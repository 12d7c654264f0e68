use chrono::{DateTime, Utc};
use serde::{Deserialize, Serialize};
use sqlx::FromRow;
use uuid::Uuid;

/// Platform role of a seller-side account. Immutable after registration.
#[derive(Debug, Clone, Copy, PartialEq, Eq, Serialize, Deserialize, sqlx::Type)]
#[serde(rename_all = "SCREAMING_SNAKE_CASE")]
#[sqlx(type_name = "user_role", rename_all = "SCREAMING_SNAKE_CASE")]
pub enum Role {
    Seller,
    Admin,
}

#[derive(Debug, Clone, Serialize, Deserialize, FromRow)]
#[serde(rename_all = "camelCase")]
pub struct SellerUser {
    pub id: Uuid,
    pub email: String,
    /// Argon2 PHC string; never leaves the process
    #[serde(skip_serializing, default)]
    pub password_hash: String,
    pub first_name: Option<String>,
    pub last_name: Option<String>,
    pub role: Role,
    pub created_at: DateTime<Utc>,
    pub updated_at: DateTime<Utc>,
}

#[derive(Debug, Clone, Serialize, Deserialize, FromRow)]
#[serde(rename_all = "camelCase")]
pub struct SellerProfile {
    pub id: Uuid,
    pub user_id: Uuid,
    pub store_name: String,
    pub store_description: Option<String>,
    pub created_at: DateTime<Utc>,
    pub updated_at: DateTime<Utc>,
}

/// Input for creating a seller account together with its profile
#[derive(Debug, Clone)]
pub struct NewSeller {
    pub email: String,
    pub password_hash: String,
    pub first_name: Option<String>,
    pub last_name: Option<String>,
    pub store_name: String,
    pub store_description: Option<String>,
}
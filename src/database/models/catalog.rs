use chrono::{DateTime, Utc};
use rust_decimal::Decimal;
use serde::{Deserialize, Serialize};
use sqlx::FromRow;
use uuid::Uuid;

#[derive(Debug, Clone, Copy, PartialEq, Eq, Serialize, Deserialize, sqlx::Type)]
#[serde(rename_all = "SCREAMING_SNAKE_CASE")]
#[sqlx(type_name = "product_status", rename_all = "SCREAMING_SNAKE_CASE")]
pub enum ProductStatus {
    Draft,
    Active,
    Archived,
}

#[derive(Debug, Clone, Serialize, Deserialize, FromRow)]
#[serde(rename_all = "camelCase")]
pub struct Product {
    pub id: Uuid,
    pub store_id: Uuid,
    pub category_id: Option<Uuid>,
    pub name: String,
    pub slug: String,
    pub description: Option<String>,
    pub price: Decimal,
    pub compare_at_price: Option<Decimal>,
    pub inventory: i32,
    pub featured: bool,
    pub status: ProductStatus,
    pub created_at: DateTime<Utc>,
    pub updated_at: DateTime<Utc>,
}

#[derive(Debug, Clone, Serialize, Deserialize, FromRow)]
#[serde(rename_all = "camelCase")]
pub struct Category {
    pub id: Uuid,
    pub store_id: Uuid,
    pub name: String,
    pub slug: String,
    pub description: Option<String>,
    pub created_at: DateTime<Utc>,
}

#[derive(Debug, Clone, Copy, Default, PartialEq, Eq, Deserialize)]
#[serde(rename_all = "snake_case")]
pub enum ProductSort {
    #[default]
    Newest,
    PriceAsc,
    PriceDesc,
    Name,
}

impl std::str::FromStr for ProductSort {
    type Err = String;

    fn from_str(value: &str) -> Result<Self, Self::Err> {
        match value {
            "newest" => Ok(ProductSort::Newest),
            "price_asc" => Ok(ProductSort::PriceAsc),
            "price_desc" => Ok(ProductSort::PriceDesc),
            "name" => Ok(ProductSort::Name),
            other => Err(format!("Unknown sort '{other}'")),
        }
    }
}

/// Storefront listing filter. Listings only ever include ACTIVE products.
#[derive(Debug, Clone)]
pub struct ProductQuery {
    pub category_slug: Option<String>,
    pub search: Option<String>,
    pub featured_only: bool,
    pub sort: ProductSort,
    pub limit: i64,
}

impl ProductQuery {
    pub const DEFAULT_LIMIT: i64 = 50;
    pub const MAX_LIMIT: i64 = 100;

    /// Clamp a requested limit into `1..=MAX_LIMIT`
    pub fn clamp_limit(requested: Option<i64>) -> i64 {
        requested
            .unwrap_or(Self::DEFAULT_LIMIT)
            .clamp(1, Self::MAX_LIMIT)
    }
}

impl Default for ProductQuery {
    fn default() -> Self {
        Self {
            category_slug: None,
            search: None,
            featured_only: false,
            sort: ProductSort::Newest,
            limit: Self::DEFAULT_LIMIT,
        }
    }
}
use serde::Serialize;

use crate::auth::password::{hash_password, PasswordError};
use crate::database::models::{NewCustomer, NewSeller, NewStore, SellerProfile, SellerUser, Store, StoreCustomer};
use crate::database::{DatabaseError, Gateway};
use crate::services::slug::{next_free_slug, slugify};

#[derive(Debug, thiserror::Error)]
pub enum RegistrationError {
    #[error("email already registered")]
    EmailTaken,
    #[error("no free slug for base '{0}'")]
    SlugSpaceExhausted(String),
    #[error(transparent)]
    Password(#[from] PasswordError),
    #[error(transparent)]
    Database(#[from] DatabaseError),
}

/// Validated seller sign-up input
#[derive(Debug, Clone)]
pub struct SellerSignup {
    pub email: String,
    pub password: String,
    pub first_name: Option<String>,
    pub last_name: Option<String>,
    pub store_name: String,
    pub store_description: Option<String>,
}

/// Validated store customer sign-up input
#[derive(Debug, Clone)]
pub struct CustomerSignup {
    pub email: String,
    pub password: String,
    pub first_name: String,
    pub last_name: String,
}

#[derive(Debug, Clone, Serialize)]
pub struct RegisteredSeller {
    pub user: SellerUser,
    pub profile: SellerProfile,
    pub store: Store,
}

/// Create a seller, its profile and its first store.
///
/// User and profile are written together; the store follows in a separate
/// statement. The slug is chosen check-then-create, and an insert that loses
/// a race on `stores_slug_key` moves on to the next suffix instead of failing.
pub async fn register_seller(
    gateway: &dyn Gateway,
    signup: SellerSignup,
) -> Result<RegisteredSeller, RegistrationError> {
    if gateway.find_user_by_email(&signup.email).await?.is_some() {
        return Err(RegistrationError::EmailTaken);
    }

    let password_hash = hash_password(&signup.password)?;
    let (user, profile) = gateway
        .create_seller(NewSeller {
            email: signup.email,
            password_hash,
            first_name: signup.first_name,
            last_name: signup.last_name,
            store_name: signup.store_name.clone(),
            store_description: signup.store_description.clone(),
        })
        .await
        .map_err(|e| match e {
            DatabaseError::Conflict(_) => RegistrationError::EmailTaken,
            other => other.into(),
        })?;

    let store = create_store_with_unique_slug(
        gateway,
        NewStore {
            seller_id: profile.id,
            slug: String::new(),
            name: signup.store_name,
            description: signup.store_description,
            custom_domain: None,
        },
    )
    .await?;

    tracing::info!("Registered seller {} with store '{}'", user.id, store.slug);
    Ok(RegisteredSeller { user, profile, store })
}

/// Insert `store` under the first free slug derived from its name
pub async fn create_store_with_unique_slug(
    gateway: &dyn Gateway,
    mut store: NewStore,
) -> Result<Store, RegistrationError> {
    let base = slugify(&store.name);
    let mut start = 0;

    loop {
        let (attempt, slug) = next_free_slug(gateway, &base, start)
            .await?
            .ok_or_else(|| RegistrationError::SlugSpaceExhausted(base.clone()))?;

        store.slug = slug;
        match gateway.create_store(store.clone()).await {
            Ok(created) => return Ok(created),
            Err(DatabaseError::Conflict(constraint)) if constraint.contains("slug") => {
                tracing::warn!("Slug '{}' taken concurrently, trying next suffix", store.slug);
                start = attempt + 1;
            }
            Err(e) => return Err(e.into()),
        }
    }
}

/// Create a customer account inside one store. Emails are unique per store.
pub async fn register_customer(
    gateway: &dyn Gateway,
    store: &Store,
    signup: CustomerSignup,
) -> Result<StoreCustomer, RegistrationError> {
    if gateway
        .find_customer_by_email(store.id, &signup.email)
        .await?
        .is_some()
    {
        return Err(RegistrationError::EmailTaken);
    }

    let password_hash = hash_password(&signup.password)?;
    let customer = gateway
        .create_customer(NewCustomer {
            store_id: store.id,
            email: signup.email,
            password_hash,
            first_name: signup.first_name,
            last_name: signup.last_name,
        })
        .await
        .map_err(|e| match e {
            DatabaseError::Conflict(_) => RegistrationError::EmailTaken,
            other => other.into(),
        })?;

    tracing::info!("Registered customer {} in store '{}'", customer.id, store.slug);
    Ok(customer)
}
※
• ASSIGNMENT: Return every line from the entries above that contains the word "SellerUser".

• SOLUTION FOR THIS EXERCISE:
pub struct SellerUser {
use crate::database::models::{NewCustomer, NewSeller, NewStore, SellerProfile, SellerUser, Store, StoreCustomer};
    pub user: SellerUser,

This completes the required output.